Uma Vida entre Dois Copos
Sentei-me numa mesa quadrada amparada por dois bancos. Escolhi o que tinha uma almofada no assento. Apoiei os ombros em ambas as paredes que se enfrentavam naquele recanto. Um espaço vazio separava-me as costas da parede e a minha coluna vertebral estava em perfeito paralelo com a recta da esquina. Acendi um cigarro. Mas não queria estar ali. Simplesmente nem queria ter saído de casa.
(Há momentos em que os nossos melhores amigos fingem não compreender que a confusão de uma rua empurra-nos mais para o fundo que a solidão de um quarto.)

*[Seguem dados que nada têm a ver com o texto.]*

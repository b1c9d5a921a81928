//! Query -> search pattern compiler.
//!
//! A query is cut into phonemes by greedy longest match against the rule
//! table. Each phoneme becomes an alternation group over its historical
//! spellings; the groups are kept as structured [`Segment`]s and only
//! serialised to regex syntax at the end.

use crate::normalize::{is_vowel, normalize_vowels};
use crate::rules::{RULE_TABLE, RuleTable};
use regex::{Regex, RegexBuilder};
use std::fmt;
use std::ops::Range;
use tracing::debug;
use unicode_normalization::UnicodeNormalization;

/// Letter historically inserted between two vowels.
pub const GLIDE: &str = "j";

/// One phoneme of the query and the spellings that may stand for it.
#[derive(Debug, Clone, PartialEq, Eq)]
pub struct Group {
    /// Rule table key, or the literal character when no key matched.
    pub phoneme: String,
    pub variants: Vec<String>,
    /// Allow one-or-more repetitions (gemination).
    pub repeatable: bool,
    /// Character range of the phoneme in the normalized query.
    pub span: Range<usize>,
}

impl Group {
    fn write_regex(&self, out: &mut String, capture: bool) {
        if capture {
            out.push('(');
        }
        out.push_str("(?:");
        for (i, v) in self.variants.iter().enumerate() {
            if i > 0 {
                out.push('|');
            }
            out.push_str(&regex::escape(v));
        }
        out.push(')');
        if self.repeatable {
            out.push('+');
        }
        if capture {
            out.push(')');
        }
    }
}

#[derive(Debug, Clone, PartialEq, Eq)]
pub enum Segment {
    Group(Group),
    /// Optional intervocalic glide.
    Glide,
}

/// Compiled form of a query.
#[derive(Debug, Clone, PartialEq, Eq)]
pub struct Pattern {
    normalized: String,
    segments: Vec<Segment>,
}

impl Pattern {
    /// Query after lowercasing and vowel folding.
    pub fn normalized_query(&self) -> &str {
        &self.normalized
    }

    pub fn segments(&self) -> &[Segment] {
        &self.segments
    }

    /// Phoneme groups in query order, glides skipped.
    pub fn groups(&self) -> impl Iterator<Item = &Group> {
        self.segments.iter().filter_map(|s| match s {
            Segment::Group(g) => Some(g),
            Segment::Glide => None,
        })
    }

    /// An empty pattern matches every token.
    pub fn is_empty(&self) -> bool {
        self.segments.is_empty()
    }

    fn body(&self, capture: bool) -> String {
        let mut out = String::new();
        for segment in &self.segments {
            match segment {
                Segment::Group(g) => g.write_regex(&mut out, capture),
                Segment::Glide => {
                    out.push_str("(?:");
                    out.push_str(GLIDE);
                    out.push_str(")?");
                }
            }
        }
        out
    }

    /// Regex source for display. Unanchored, so it matches anywhere in a token.
    pub fn as_regex(&self) -> String {
        format!("(?i){}", self.body(false))
    }

    /// Build the executable regex.
    ///
    /// Capture group `n` holds the text matched by the `n`-th phoneme
    /// group. With `whole_word` the pattern is anchored at both ends; an
    /// empty pattern is never anchored.
    pub fn to_regex(&self, whole_word: bool) -> Result<Regex, regex::Error> {
        let body = self.body(true);
        let source = if whole_word && !self.is_empty() {
            format!("^(?:{body})$")
        } else {
            body
        };
        RegexBuilder::new(&source).case_insensitive(true).build()
    }
}

impl fmt::Display for Pattern {
    fn fmt(&self, f: &mut fmt::Formatter<'_>) -> fmt::Result {
        f.write_str(&self.as_regex())
    }
}

/// Compile a query against the standard rule table.
pub fn compile(query: &str) -> Pattern {
    compile_with(query, &RULE_TABLE)
}

/// Compile a query against a given rule table.
pub fn compile_with(query: &str, table: &RuleTable) -> Pattern {
    // NFC so decomposed consonant diacritics still hit their table keys
    let normalized: String = normalize_vowels(&query.to_lowercase()).nfc().collect();
    let chars: Vec<char> = normalized.chars().collect();
    let mut segments = Vec::new();

    let mut pos = 0;
    while pos < chars.len() {
        let group = longest_phoneme(table, &chars, pos);
        pos = group.span.end;
        segments.push(Segment::Group(group));

        if pos < chars.len() && is_vowel(chars[pos - 1]) && is_vowel(chars[pos]) {
            segments.push(Segment::Glide);
        }
    }

    let pattern = Pattern {
        normalized,
        segments,
    };
    debug!(query, pattern = %pattern, "compiled query");
    pattern
}

/// Longest table key starting at `start`, or the bare character.
fn longest_phoneme(table: &RuleTable, chars: &[char], start: usize) -> Group {
    let longest = table.max_key_chars().min(chars.len() - start);
    for len in (1..=longest).rev() {
        let span = start..start + len;
        let chunk: String = chars[span.clone()].iter().collect();
        if let Some(variants) = table.get(&chunk) {
            return Group {
                repeatable: chunk.chars().all(char::is_alphabetic),
                phoneme: chunk,
                variants: variants.to_vec(),
                span,
            };
        }
    }

    let literal = chars[start].to_string();
    Group {
        repeatable: chars[start].is_alphabetic(),
        variants: vec![literal.clone()],
        phoneme: literal,
        span: start..start + 1,
    }
}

Lá fora vocês; entre a miscelânea de caras, estilos e sotaques que ornamentavam a entrada do bar. Do lado de dentro apenas o pé direito do Duarte, encostado à porta, investindo num pequeno-almoço com uma loira oxigenada. Eu encostada àquele canto.
Ontem à noite a amálgama de odores acumulou-se nos meus poros, o whisky envolvia bolha a bolha a água com gás que entornei no meu copo, e aquela música de volume acentuado fez com que o meu coração já não batesse à sua frequência. O ritmo cardíaco foi substituído pela cadência; da melodia marginal e dos risos histéricos provenientes do casal que ocupou a mesa ao lado. Largavam gargalhadas insuportáveis; destruíram pouco a pouco a bruma essencial num encontro entre um homem e uma mulher – tal e qual desapareceu bolha a bolha todo o gás da água no copo. Esmaguei o cigarro. Fechei os olhos; até o luar feria-me.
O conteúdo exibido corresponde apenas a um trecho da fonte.